A L’Aquila e Onna arrivano i “turisti delle macerie”: viaggio nei centri storici che non esistono più

Una settimana fa, dalle colonne del quotidiano abruzzese “Il Centro” la poetessa Patrizia Tocci si era affidata ai suoi versi per un appello. “Venite all’Aquila”, ha scritto la Tocci agli italiani chiedendo di vedere con gli occhi quello che non sempre televisioni e giornali raccontano.

Ma nell’Abruzzo devastato dal terremoto, le visite di curosi più o meno sensibili non sono mai mancate da quel terribile sei aprile del 2009. Giustino Parisse, sempre sul Centro, li definisce “turisti delle macerie” e racconta che è iniziato tutto da Bruno Vespa, tra i più celeri ad arrivare con tanto di troupe televisiva sul luogo del disastro.

I turisti arrivano anche ad Onna: prima del sei aprile non se n’erano mai visti. Ora si presentano nelle sistemazioni provvisorie e vogliono vedere come procede la ricostruzione, se davvero l’emergenza è conclusa. Con pazienza alcuni abitanti del posto li portano vicino al vecchio centro storico, quello che non esiste più e chissà quando, e se, verrà ricostruito. Basta un’occhiata da lontano,  scrive Parisse, e le parole diventano superflue.

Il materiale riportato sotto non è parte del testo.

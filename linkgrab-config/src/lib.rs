//! Loader for linkgrab configuration with YAML + environment overlays.
//!
//! Sources are merged lowest to highest precedence: an optional or required
//! YAML file, `LINKGRAB__`-prefixed environment variables (`__` separates
//! nested keys, e.g. `LINKGRAB__BROWSER__HEADLESS=false`), then explicit
//! overrides supplied by the CLI. String values may reference `${VAR}`
//! placeholders, which are expanded after merging.
use config::{Config, Environment, File};
pub use config::ConfigError;
use serde::Deserialize;
use serde_json::Value;
use std::path::{Path, PathBuf};
use std::time::Duration;

const MAXIMUM_ENV_EXPANSION_DEPTH: usize = 8;

pub const DEFAULT_ARCHIVE_NAME: &str = "downloaded_files.zip";
pub const DEFAULT_TRIGGER_TEXT: &str = "Download this file";
pub const DEFAULT_USER_AGENT: &str = "Mozilla/5.0 (Windows NT 10.0; Win64; x64) AppleWebKit/537.36 (KHTML, like Gecko) Chrome/91.0.4472.124 Safari/537.36";

/// Everything one batch run needs, validated at startup.
#[derive(Debug, Clone, Deserialize)]
pub struct GrabConfig {
    /// Text file with one page URL per line.
    #[serde(default)]
    pub links_file: PathBuf,
    /// Directory the archive is written into.
    #[serde(default)]
    pub save_dir: PathBuf,
    #[serde(default = "default_archive_name")]
    pub archive_name: String,
    #[serde(default)]
    pub browser: BrowserConfig,
    #[serde(default)]
    pub http: HttpConfig,
}

#[derive(Debug, Clone, Deserialize)]
pub struct BrowserConfig {
    #[serde(default = "default_webdriver_url")]
    pub webdriver_url: String,
    #[serde(default)]
    pub kind: BrowserKind,
    #[serde(default = "default_true")]
    pub headless: bool,
    /// Upper bound on the wait for the trigger anchor.
    #[serde(default = "default_wait_timeout_secs")]
    pub wait_timeout_secs: u64,
    /// Exact visible text of the anchor that carries the download link.
    #[serde(default = "default_trigger_text")]
    pub trigger_text: String,
}

impl Default for BrowserConfig {
    fn default() -> Self {
        Self {
            webdriver_url: default_webdriver_url(),
            kind: BrowserKind::default(),
            headless: true,
            wait_timeout_secs: default_wait_timeout_secs(),
            trigger_text: default_trigger_text(),
        }
    }
}

impl BrowserConfig {
    pub fn wait_timeout(&self) -> Duration {
        Duration::from_secs(self.wait_timeout_secs)
    }
}

/// Browser family requested from the WebDriver endpoint.
#[derive(Debug, Clone, Copy, Default, PartialEq, Eq, Deserialize)]
#[serde(rename_all = "lowercase")]
pub enum BrowserKind {
    #[default]
    Firefox,
    Chrome,
}

#[derive(Debug, Clone, Deserialize)]
pub struct HttpConfig {
    #[serde(default = "default_user_agent")]
    pub user_agent: String,
    #[serde(default = "default_timeout_secs")]
    pub timeout_secs: u64,
    #[serde(default = "default_connect_timeout_secs")]
    pub connect_timeout_secs: u64,
    #[serde(default)]
    pub cookie_scope: CookieScope,
}

impl Default for HttpConfig {
    fn default() -> Self {
        Self {
            user_agent: default_user_agent(),
            timeout_secs: default_timeout_secs(),
            connect_timeout_secs: default_connect_timeout_secs(),
            cookie_scope: CookieScope::default(),
        }
    }
}

/// How browser cookies carry over between links in the HTTP session.
#[derive(Debug, Clone, Copy, Default, PartialEq, Eq, Deserialize)]
#[serde(rename_all = "snake_case")]
pub enum CookieScope {
    /// Reset the HTTP session's cookies before each link.
    #[default]
    PerLink,
    /// Keep every cookie ever copied; later values overwrite earlier ones by name.
    Shared,
}

fn default_archive_name() -> String {
    DEFAULT_ARCHIVE_NAME.into()
}
fn default_webdriver_url() -> String {
    "http://localhost:4444".into()
}
fn default_true() -> bool {
    true
}
fn default_wait_timeout_secs() -> u64 {
    10
}
fn default_trigger_text() -> String {
    DEFAULT_TRIGGER_TEXT.into()
}
fn default_user_agent() -> String {
    DEFAULT_USER_AGENT.into()
}
fn default_timeout_secs() -> u64 {
    120
}
fn default_connect_timeout_secs() -> u64 {
    10
}

impl GrabConfig {
    /// Full path of the archive written at the end of the batch.
    pub fn archive_path(&self) -> PathBuf {
        self.save_dir.join(&self.archive_name)
    }

    /// Reject blank or zero settings instead of running with silent defaults.
    pub fn validate(&self) -> Result<(), ConfigError> {
        let mut problems = Vec::new();
        if self.links_file.as_os_str().is_empty() {
            problems.push("links_file is required");
        }
        if self.save_dir.as_os_str().is_empty() {
            problems.push("save_dir is required");
        }
        if self.archive_name.trim().is_empty() {
            problems.push("archive_name must not be empty");
        }
        if self.browser.webdriver_url.trim().is_empty() {
            problems.push("browser.webdriver_url must not be empty");
        }
        if self.browser.trigger_text.is_empty() {
            problems.push("browser.trigger_text must not be empty");
        }
        if self.browser.wait_timeout_secs == 0 {
            problems.push("browser.wait_timeout_secs must be positive");
        }
        if self.http.timeout_secs == 0 {
            problems.push("http.timeout_secs must be positive");
        }
        if problems.is_empty() {
            Ok(())
        } else {
            Err(ConfigError::Message(problems.join("; ")))
        }
    }
}

/// Expand `$VAR` / `${VAR}` until the text stops changing, at most
/// [`MAXIMUM_ENV_EXPANSION_DEPTH`] rounds. Unknown variables stay literal.
fn expand_env(raw: &str) -> String {
    let mut current = raw.to_string();
    for _ in 0..MAXIMUM_ENV_EXPANSION_DEPTH {
        let Ok(next) = shellexpand::env(&current) else {
            break;
        };
        if next == current {
            break;
        }
        current = next.into_owned();
    }
    current
}

fn expand_env_in_value(v: &mut Value) {
    match v {
        Value::String(s) if s.contains('$') => *s = expand_env(s),
        Value::Array(items) => items.iter_mut().for_each(expand_env_in_value),
        Value::Object(fields) => fields.values_mut().for_each(expand_env_in_value),
        _ => {}
    }
}

/// Layers YAML files, `LINKGRAB__` environment variables and CLI overrides.
pub struct GrabConfigLoader {
    builder: config::ConfigBuilder<config::builder::DefaultState>,
}

impl Default for GrabConfigLoader {
    fn default() -> Self {
        Self::new()
    }
}

impl GrabConfigLoader {
    /// Empty loader; `LINKGRAB__` environment variables are merged at [`load`](Self::load).
    ///
    /// ```
    /// use linkgrab_config::GrabConfigLoader;
    ///
    /// let config = GrabConfigLoader::new()
    ///     .with_yaml_str("links_file: links.txt\nsave_dir: out")
    ///     .load()
    ///     .expect("valid config");
    ///
    /// assert_eq!(config.archive_path(), std::path::Path::new("out/downloaded_files.zip"));
    /// assert_eq!(config.browser.wait_timeout_secs, 10);
    /// ```
    pub fn new() -> Self {
        Self {
            builder: Config::builder(),
        }
    }

    /// Attach a YAML/TOML/JSON file; the `config` crate infers format by suffix.
    pub fn with_file<P: AsRef<Path>>(mut self, path: P) -> Self {
        self.builder = self
            .builder
            .add_source(File::from(path.as_ref()).required(true));
        self
    }

    /// Attach a file that is merged only when it exists.
    pub fn with_optional_file<P: AsRef<Path>>(mut self, path: P) -> Self {
        self.builder = self
            .builder
            .add_source(File::from(path.as_ref()).required(false));
        self
    }

    /// Allow tests/CLI to merge inline YAML snippets.
    pub fn with_yaml_str(mut self, yaml: &str) -> Self {
        self.builder = self
            .builder
            .add_source(File::from_str(yaml, config::FileFormat::Yaml));
        self
    }

    /// Force a single key, taking precedence over files and environment.
    ///
    /// ```
    /// use linkgrab_config::GrabConfigLoader;
    ///
    /// let config = GrabConfigLoader::new()
    ///     .with_yaml_str("links_file: links.txt\nsave_dir: out")
    ///     .with_override("browser.headless", false)
    ///     .unwrap()
    ///     .load()
    ///     .unwrap();
    ///
    /// assert!(!config.browser.headless);
    /// ```
    pub fn with_override<V>(mut self, key: &str, value: V) -> Result<Self, ConfigError>
    where
        V: Into<config::Value>,
    {
        self.builder = self.builder.set_override(key, value)?;
        Ok(self)
    }

    /// Consume the builder, expand `${VAR}` placeholders and validate.
    pub fn load(self) -> Result<GrabConfig, ConfigError> {
        // Added last so the environment outranks every file.
        let cfg = self
            .builder
            .add_source(
                Environment::with_prefix("LINKGRAB")
                    .separator("__")
                    .try_parsing(true),
            )
            .build()?;

        let mut v: Value = cfg.try_deserialize()?;
        expand_env_in_value(&mut v);

        let typed: GrabConfig =
            serde_json::from_value(v).map_err(|e| ConfigError::Message(e.to_string()))?;
        typed.validate()?;

        Ok(typed)
    }
}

Il cronista, poi, distingue tra turisti e turisti: “Come in tutti i fenomeni umani la questione centrale è lo spirito con il quale si fanno le cose. Vedere a spasso fra le macerie persone in pantaloncini corti e sandali – con l’aria di chi è lì solo per scattare qualche foto da far vedere la sera sul terrazzino di casa, magari vista mare, con davanti un piatto di carne alla brace – non fa piacere. Nella logica che il terremoto, per chi lo guarda da lontano, è poco più che uno spettacolo, c’è da attendersi di tutto e c’è anche chi si fa fotografare davanti a una casa ridotta in polvere e che quella notte è diventata una tomba. Eppure l’atteggiamento di coloro che entrano nel cuore della tragedia non è sempre, per fortuna, quello del “guardone”.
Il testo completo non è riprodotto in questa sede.